That means whether we like it or not, you and I are going to be spending a lot of time together. Do you remember, if you have a church background, verse 4 of "Amazing Grace"? "When we've been there ten thousand years, bright shining as the sun; we've no less days to sing God's praise than when we first begun." So 10,000 years, no time off the clock. We'll be spending a lot of time together. The Bible is going to say there's ever-increasing joy in that. It's not like, Man, when is this dinner over? It's ever-increasing joy in that relationship.
Then we talked about now that we are a people, how that people interacts with one another. We've been uniquely wired, uniquely gifted, and uniquely placed in this place for the building up of this body unto Christ. Which means if you are here, and in particular, if you are a member here, you have biblically been brought here with your gifts, with your skills, with your abilities, because we need you to become all that God would have us be at The Village. We don't need you to be someone else; we need you to be you.
I think one of the ways believers in Christ become paralyzed in their service unto the Lord for their own joy and the glory of God is that they look at someone else and think their gift set should look like that gift set. I think that is enslaving. That's where we went to 1 Corinthians 12 last week. Not everybody is going to be the eye, not everyone is going to be the foot, and if you're the foot you can't say, "I want to be the eye." You play your part.

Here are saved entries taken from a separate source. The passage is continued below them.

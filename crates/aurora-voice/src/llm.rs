//! Language-model capability: OpenAI-compatible chat completions.

use crate::config::LlmSettings;
use crate::error::{VoiceError, VoiceResult};
use crate::history::ConversationTurn;
use async_trait::async_trait;
use serde::{Deserialize, Serialize};
use std::time::Duration;
use tracing::debug;

/// One completion call: full message list plus sampling budget.
#[derive(Debug, Clone)]
pub struct CompletionRequest {
    pub messages: Vec<ConversationTurn>,
    pub max_tokens: u32,
    pub temperature: f32,
}

#[async_trait]
pub trait LanguageModel: Send + Sync {
    async fn complete(&self, request: CompletionRequest) -> VoiceResult<String>;
}

#[derive(Serialize)]
struct ChatRequest<'a> {
    model: &'a str,
    messages: Vec<ChatMessage<'a>>,
    temperature: f32,
    max_tokens: u32,
}

#[derive(Serialize)]
struct ChatMessage<'a> {
    role: &'static str,
    content: &'a str,
}

#[derive(Deserialize)]
struct ChatResponse {
    choices: Vec<ChatChoice>,
}

#[derive(Deserialize)]
struct ChatChoice {
    message: ChatMessageResponse,
}

#[derive(Deserialize)]
struct ChatMessageResponse {
    #[serde(default)]
    content: Option<String>,
}

/// `POST {base_url}/chat/completions` (Cerebras, OpenRouter, OpenAI, local servers).
pub struct ChatCompletionsModel {
    base_url: String,
    api_key: String,
    model: String,
    client: reqwest::Client,
}

impl ChatCompletionsModel {
    pub fn new(
        base_url: impl Into<String>,
        api_key: impl Into<String>,
        model: impl Into<String>,
    ) -> VoiceResult<Self> {
        let client = reqwest::Client::builder()
            .timeout(Duration::from_secs(60))
            .build()
            .map_err(|e| VoiceError::Llm(e.to_string()))?;
        Ok(Self {
            base_url: base_url.into(),
            api_key: api_key.into().trim().to_string(),
            model: model.into(),
            client,
        })
    }

    pub fn from_settings(settings: &LlmSettings) -> VoiceResult<Self> {
        let key = settings
            .api_key
            .as_deref()
            .map(str::trim)
            .filter(|k| !k.is_empty())
            .ok_or_else(|| {
                VoiceError::Config("language model requires LLM_API_KEY or CEREBRAS_API_KEY".to_string())
            })?;
        Self::new(settings.base_url.clone(), key, settings.model.clone())
    }

    pub fn model(&self) -> &str {
        &self.model
    }
}

#[async_trait]
impl LanguageModel for ChatCompletionsModel {
    async fn complete(&self, request: CompletionRequest) -> VoiceResult<String> {
        let url = format!("{}/chat/completions", self.base_url.trim_end_matches('/'));
        let body = ChatRequest {
            model: &self.model,
            messages: request
                .messages
                .iter()
                .map(|t| ChatMessage {
                    role: t.role.as_str(),
                    content: &t.content,
                })
                .collect(),
            temperature: request.temperature,
            max_tokens: request.max_tokens,
        };

        debug!(
            model = %self.model,
            messages = body.messages.len(),
            max_tokens = request.max_tokens,
            "chat completion request"
        );

        let res = self
            .client
            .post(&url)
            .bearer_auth(&self.api_key)
            .json(&body)
            .send()
            .await
            .map_err(|e| VoiceError::Llm(format!("request failed: {}", e)))?;

        if !res.status().is_success() {
            let status = res.status();
            let body = res.text().await.unwrap_or_default();
            return Err(VoiceError::Llm(format!("API error {}: {}", status, body)));
        }

        let parsed: ChatResponse = res
            .json()
            .await
            .map_err(|e| VoiceError::Llm(format!("response parse failed: {}", e)))?;

        parsed
            .choices
            .into_iter()
            .next()
            .and_then(|c| c.message.content)
            .filter(|c| !c.trim().is_empty())
            .ok_or_else(|| VoiceError::Llm("empty completion".to_string()))
    }
}

#[cfg(test)]
mod tests {
    use super::*;

    #[test]
    fn request_serializes_openai_shape() {
        let turns = vec![
            ConversationTurn::system("You are Aurora."),
            ConversationTurn::user("gas leak in zone A"),
        ];
        let body = ChatRequest {
            model: "llama-3.3-70b",
            messages: turns
                .iter()
                .map(|t| ChatMessage {
                    role: t.role.as_str(),
                    content: &t.content,
                })
                .collect(),
            temperature: 0.2,
            max_tokens: 150,
        };
        let json = serde_json::to_value(&body).unwrap();
        assert_eq!(json["model"], "llama-3.3-70b");
        assert_eq!(json["max_tokens"], 150);
        assert_eq!(json["messages"][0]["role"], "system");
        assert_eq!(json["messages"][1]["content"], "gas leak in zone A");
    }

    #[test]
    fn response_tolerates_null_content() {
        let parsed: ChatResponse =
            serde_json::from_str(r#"{"choices":[{"message":{"content":null}}]}"#).unwrap();
        assert!(parsed.choices[0].message.content.is_none());
    }

    #[test]
    fn settings_without_key_are_rejected() {
        let settings = LlmSettings::default();
        assert!(ChatCompletionsModel::from_settings(&settings).is_err());

        let settings = LlmSettings {
            api_key: Some("csk-test".to_string()),
            ..LlmSettings::default()
        };
        let model = ChatCompletionsModel::from_settings(&settings).unwrap();
        assert_eq!(model.model(), "llama-3.3-70b");
    }
}
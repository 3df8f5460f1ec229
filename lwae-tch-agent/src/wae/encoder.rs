use super::normalize;
use crate::{model::SubModel, util::OutDim};
use serde::{Deserialize, Serialize};
use tch::{nn, nn::ModuleT, Device, Tensor};

/// Configuration of [`Encoder`].
#[derive(Debug, Deserialize, Serialize, PartialEq, Clone)]
pub struct EncoderConfig {
    pub(super) in_dim: i64,
    pub(super) units: Vec<i64>,
    pub(super) out_dim: i64,
}

impl EncoderConfig {
    /// Constructs a configuration.
    pub fn new(in_dim: i64, units: Vec<i64>, out_dim: i64) -> Self {
        Self {
            in_dim,
            units,
            out_dim,
        }
    }
}

impl Default for EncoderConfig {
    fn default() -> Self {
        Self {
            in_dim: 32,
            units: vec![32, 32],
            out_dim: 16,
        }
    }
}

impl OutDim for EncoderConfig {
    fn get_out_dim(&self) -> i64 {
        self.out_dim
    }

    fn set_out_dim(&mut self, out_dim: i64) {
        self.out_dim = out_dim;
    }
}

/// Maps the agent's latent vector to an L2-normalized code.
///
/// Hidden layers are linear, batch-normalized and leaky-ReLU activated;
/// the output layer is linear and its rows are normalized onto the unit
/// sphere.
pub struct Encoder {
    device: Device,
    seq: nn::SequentialT,
}

impl Encoder {
    fn create_net(var_store: &nn::VarStore, config: &EncoderConfig) -> nn::SequentialT {
        let p = &(var_store.root() / "encoder");
        let mut seq = nn::seq_t();
        let mut in_dim = config.in_dim;

        for (i, &out_dim) in config.units.iter().enumerate() {
            seq = seq
                .add(nn::linear(
                    p / format!("l{}", i),
                    in_dim,
                    out_dim,
                    Default::default(),
                ))
                .add(nn::batch_norm1d(
                    p / format!("bn{}", i),
                    out_dim,
                    Default::default(),
                ))
                .add_fn(|x| x.leaky_relu());
            in_dim = out_dim;
        }

        seq.add(nn::linear(
            p / format!("l{}", config.units.len()),
            in_dim,
            config.out_dim,
            Default::default(),
        ))
    }
}

impl SubModel for Encoder {
    type Config = EncoderConfig;
    type Input = Tensor;
    type Output = Tensor;

    fn forward(&self, x: &Self::Input, train: bool) -> Tensor {
        normalize(&self.seq.forward_t(&x.to(self.device), train))
    }

    fn build(var_store: &nn::VarStore, config: Self::Config) -> Self {
        let device = var_store.device();
        let seq = Self::create_net(var_store, &config);

        Self { device, seq }
    }
}

#[cfg(test)]
mod tests {
    use super::*;
    use std::convert::TryFrom;
    use tch::{nn::VarStore, Kind};

    #[test]
    fn test_encoder_output_is_normalized() {
        tch::manual_seed(42);
        let vs = VarStore::new(Device::Cpu);
        let encoder = Encoder::build(&vs, EncoderConfig::default());

        let x = Tensor::randn(&[8, 32], (Kind::Float, Device::Cpu));
        let z = encoder.forward(&x, true);
        assert_eq!(z.size(), vec![8, 16]);

        let norms = (&z * &z)
            .sum_dim_intlist(&[1i64][..], false, Kind::Float)
            .sqrt();
        for norm in Vec::<f32>::try_from(&norms).unwrap() {
            assert!((norm - 1.0).abs() < 1e-3);
        }
    }
}
#![warn(missing_docs)]
//! Core abstractions for training an autoencoder on a frozen agent's latent space.
pub mod error;
pub mod record;

mod base;
pub use base::{Act, Env, Info, LatentModel, LatentPolicy, Obs, Policy, Step};

mod trainer;
pub use trainer::{Trainer, TrainerConfig};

God has gifted us and wired us differently, and he has placed us here for the building up of the body into the fullness of Christ, which means we need you but we need you to be you. We don't need you to be something you're not. The only time you should emulate someone else's faith is in their zeal and pursuit of Jesus Christ. You should never emulate gifts, especially if you don't have those gifts. Talk about exhausting.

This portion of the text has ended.